Lech -Losek- Mucha Lech -Losek- Mucha
2583
BLOG

Epidemia z Wuhan. Wirus 2019-nCoV a wirusy odpowiedzialne za poprzednie tego typu epidemie

Lech -Losek- Mucha Lech -Losek- Mucha Zdrowie Obserwuj temat Obserwuj notkę 77

Epidemia wirusowego zapalenia płuc – wywołana przez odzwierzęcy koronawirus oznaczony jako 2019-nCoV – właśnie nabiera rozmachu, ale to nie pierwsza taka sytuacja, w której nowe mutacje wirusów krążących do tej pory wyłącznie wśród zwierząt przekraczają barierę i atakują ludzi. Wydawać by się mogło, że po doświadczeniach z epidemiami SARS (zespół ciężkiej ostrej niewydolności oddechowej) oraz MERS (bliskowschodni zespół niewydolności oddechowej), a także z „ptasimi grypami” wywołanymi przez wirusy H5N1 i H9N7 ludzkość powinna poradzić sobie i z tą epidemią. Są jednak niepokojące różnice pomiędzy wirusem wywołującym najnowszą epidemię a wszystkimi poprzednimi.

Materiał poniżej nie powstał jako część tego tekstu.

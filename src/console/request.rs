//! Outgoing command lines, for hosts talking to the device.
//!
//! The device executes on `\n` and ignores `\r`, and drops any line longer
//! than [`MAX_LINE_LEN`]. These helpers refuse such lines up front instead of
//! letting the device print "Command too long".

use core::fmt::Write;

use super::line_buffer::MAX_LINE_LEN;
use super::parser::is_space;
use super::ConsoleError;
use crate::logging::BufWriter;

/// Encode `line` as one device command into `buf`.
///
/// Surrounding whitespace is trimmed and exactly one `\n` appended.
/// Returns the number of bytes written.
pub fn encode_line(line: &str, buf: &mut [u8]) -> Result<usize, ConsoleError> {
    let bytes = trim(line.as_bytes());

    if bytes.len() > MAX_LINE_LEN || bytes.len() + 1 > buf.len() {
        return Err(ConsoleError::LineTooLong);
    }

    buf[..bytes.len()].copy_from_slice(bytes);
    buf[bytes.len()] = b'\n';
    Ok(bytes.len() + 1)
}

/// Encode a `d <ms>` request.
pub fn encode_set_delay(delay_ms: f32, buf: &mut [u8]) -> Result<usize, ConsoleError> {
    encode_formatted(buf, format_args!("d {}", delay_ms))
}

/// Encode a `k <dB>` request.
pub fn encode_set_gain(gain_db: f32, buf: &mut [u8]) -> Result<usize, ConsoleError> {
    encode_formatted(buf, format_args!("k {}", gain_db))
}

fn encode_formatted(buf: &mut [u8], args: core::fmt::Arguments<'_>) -> Result<usize, ConsoleError> {
    // One spare byte so an overlong line is detected rather than cut short
    let mut scratch = [0u8; MAX_LINE_LEN + 2];
    let mut writer = BufWriter { buf: &mut scratch, pos: 0 };
    let _ = writer.write_fmt(args);
    let len = writer.pos;

    let line = core::str::from_utf8(&scratch[..len]).map_err(|_| ConsoleError::LineTooLong)?;
    encode_line(line, buf)
}

fn trim(s: &[u8]) -> &[u8] {
    let start = s.iter().position(|&b| !is_space(b)).unwrap_or(s.len());
    let end = s.iter().rposition(|&b| !is_space(b)).map_or(start, |i| i + 1);
    &s[start..end]
}
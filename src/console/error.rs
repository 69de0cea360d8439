//! Console error types
//!
//! None of these are fatal. By the time one is returned the console has
//! already printed the user-facing diagnostic and is ready for the next line.

/// Console error with code and message
#[derive(Debug, Clone, Copy, PartialEq, Eq)]
pub enum ConsoleError {
    /// E01: Unknown command letter
    UnknownCommand,
    /// E02: Command needs a numeric argument
    MissingArg,
    /// E03: Line longer than the device buffer
    LineTooLong,
}

impl ConsoleError {
    /// Get error code string
    pub fn code(&self) -> &'static str {
        match self {
            Self::UnknownCommand => "E01",
            Self::MissingArg => "E02",
            Self::LineTooLong => "E03",
        }
    }

    /// Get error message
    pub fn message(&self) -> &'static str {
        match self {
            Self::UnknownCommand => "unknown command",
            Self::MissingArg => "missing argument",
            Self::LineTooLong => "line too long",
        }
    }
}

impl core::fmt::Display for ConsoleError {
    fn fmt(&self, f: &mut core::fmt::Formatter<'_>) -> core::fmt::Result {
        write!(f, "{}: {}", self.code(), self.message())
    }
}
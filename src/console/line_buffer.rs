//! Line buffer for console input

use super::ConsoleError;

/// Buffer capacity, including the conceptual terminator.
pub const LINE_CAPACITY: usize = 64;

/// Longest line the buffer holds.
pub const MAX_LINE_LEN: usize = LINE_CAPACITY - 1;

/// Line input buffer
///
/// Holds at most [`MAX_LINE_LEN`] bytes. A push past that is refused with
/// [`ConsoleError::LineTooLong`]; deciding what to do next is up to the caller.
pub struct LineBuffer {
    buf: [u8; LINE_CAPACITY],
    len: usize,
}

impl LineBuffer {
    /// Create empty buffer
    pub const fn new() -> Self {
        Self {
            buf: [0u8; LINE_CAPACITY],
            len: 0,
        }
    }

    /// Append a byte
    pub fn push(&mut self, c: u8) -> Result<(), ConsoleError> {
        if self.len >= MAX_LINE_LEN {
            return Err(ConsoleError::LineTooLong);
        }
        self.buf[self.len] = c;
        self.len += 1;
        Ok(())
    }

    /// Clear buffer
    pub fn clear(&mut self) {
        self.len = 0;
    }

    /// Get buffer as string slice, empty if the bytes are not UTF-8
    pub fn as_str(&self) -> &str {
        core::str::from_utf8(self.as_bytes()).unwrap_or("")
    }

    /// Get raw bytes
    pub fn as_bytes(&self) -> &[u8] {
        &self.buf[..self.len]
    }

    pub fn len(&self) -> usize {
        self.len
    }

    pub fn is_empty(&self) -> bool {
        self.len == 0
    }

    /// True once another push would be refused
    pub fn is_full(&self) -> bool {
        self.len >= MAX_LINE_LEN
    }
}

impl Default for LineBuffer {
    fn default() -> Self {
        Self::new()
    }
}
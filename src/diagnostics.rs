//! CPU and memory report printed while diagnostics are enabled.
//!
//! CPU load is the share of wall time the console loop spent working
//! (reading, dispatching, draining logs) rather than sleeping between polls.
//! The firmware measures each busy stretch with [`timestamp_us`] and feeds it
//! to a [`BusyMeter`]; heap figures come from ESP-IDF.
//!
//! [`timestamp_us`]: crate::logging::timestamp_us

use core::fmt;

/// Busy-time accumulator over a reporting window.
#[derive(Debug, Clone, Copy, PartialEq)]
pub struct BusyMeter {
    window_start_us: i64,
    busy_us: i64,
    peak_percent: f32,
}

impl BusyMeter {
    pub const fn new(now_us: i64) -> Self {
        Self {
            window_start_us: now_us,
            busy_us: 0,
            peak_percent: 0.0,
        }
    }

    /// Account one busy stretch `[start_us, end_us)`.
    ///
    /// Stretches that end before they start are ignored.
    pub fn record(&mut self, start_us: i64, end_us: i64) {
        if end_us > start_us {
            self.busy_us += end_us - start_us;
        }
    }

    /// Busy share of the window so far, 0..=100.
    ///
    /// An empty window reads as idle.
    pub fn percent(&self, now_us: i64) -> f32 {
        let elapsed = now_us - self.window_start_us;
        if elapsed <= 0 {
            return 0.0;
        }
        (self.busy_us as f32 * 100.0 / elapsed as f32).clamp(0.0, 100.0)
    }

    /// Highest window percentage seen by [`close_window`](Self::close_window).
    #[inline]
    pub fn peak_percent(&self) -> f32 {
        self.peak_percent
    }

    /// Close the current window, returning its percentage, and start a new one.
    pub fn close_window(&mut self, now_us: i64) -> f32 {
        let percent = self.percent(now_us);
        if percent > self.peak_percent {
            self.peak_percent = percent;
        }
        self.window_start_us = now_us;
        self.busy_us = 0;
        percent
    }
}

/// One diagnostics line.
#[derive(Debug, Clone, Copy, PartialEq)]
pub struct DiagnosticsReport {
    pub cpu_percent: f32,
    pub cpu_peak_percent: f32,
    pub free_heap: u32,
    pub min_free_heap: u32,
}

impl DiagnosticsReport {
    /// Close `meter`'s window at `now_us` and pair it with heap figures.
    pub fn sample(meter: &mut BusyMeter, now_us: i64, free_heap: u32, min_free_heap: u32) -> Self {
        let cpu_percent = meter.close_window(now_us);
        Self {
            cpu_percent,
            cpu_peak_percent: meter.peak_percent(),
            free_heap,
            min_free_heap,
        }
    }
}

impl fmt::Display for DiagnosticsReport {
    fn fmt(&self, f: &mut fmt::Formatter<'_>) -> fmt::Result {
        write!(
            f,
            "CPU Cur/Peak: {:.1}%/{:.1}%, Memory: free {} bytes, min {} bytes",
            self.cpu_percent, self.cpu_peak_percent, self.free_heap, self.min_free_heap
        )
    }
}

/// Free and minimum-ever-free heap in bytes.
#[cfg(target_os = "espidf")]
pub fn heap_stats() -> (u32, u32) {
    // SAFETY: heap statistics have no preconditions
    unsafe {
        (
            esp_idf_svc::sys::esp_get_free_heap_size(),
            esp_idf_svc::sys::esp_get_minimum_free_heap_size(),
        )
    }
}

Jak donoszą przedstawiciele chińskich służb medycznych, wirus 2019-nCoV, w odróżnieniu od swych poprzedników, jest zakaźny jeszcze przed wystąpieniem objawów i to nawet przez czternaście dni! To bardzo znamienna różnica, ponieważ działania służb medycznych całego świata, mające na celu powstrzymanie rozprzestrzeniania się choroby, sprowadzają się do wczesnego jej rozpoznawania i szybkiego izolowania chorych. Takie postępowanie ma sens i jest skuteczne wtedy, gdy możliwość zakażenia innych ludzi przez chorego pojawia się w chwili wystąpienia objawów choroby. Jeśli jednak wirus może się rozprzestrzeniać choćby tylko na kilka dni przed wystąpieniem objawów, to w dobie powszechnych i dalekich podróży będą to działania zupełnie nieskuteczne. O skali trudności w kontrolowaniu zakażeń w takiej sytuacji niech świadczy fakt, że według władz Wuhan w związku z uroczystościami chińskiego nowego roku miasto opuściło, zanim ogłoszono kwarantannę, około pięciu milionów ludzi. Nawet jeśli ułamek procenta z nich był jeszcze w stadium bezobjawowego nosicielstwa choroby, już została ona rozwleczona po wszystkich kontynentach.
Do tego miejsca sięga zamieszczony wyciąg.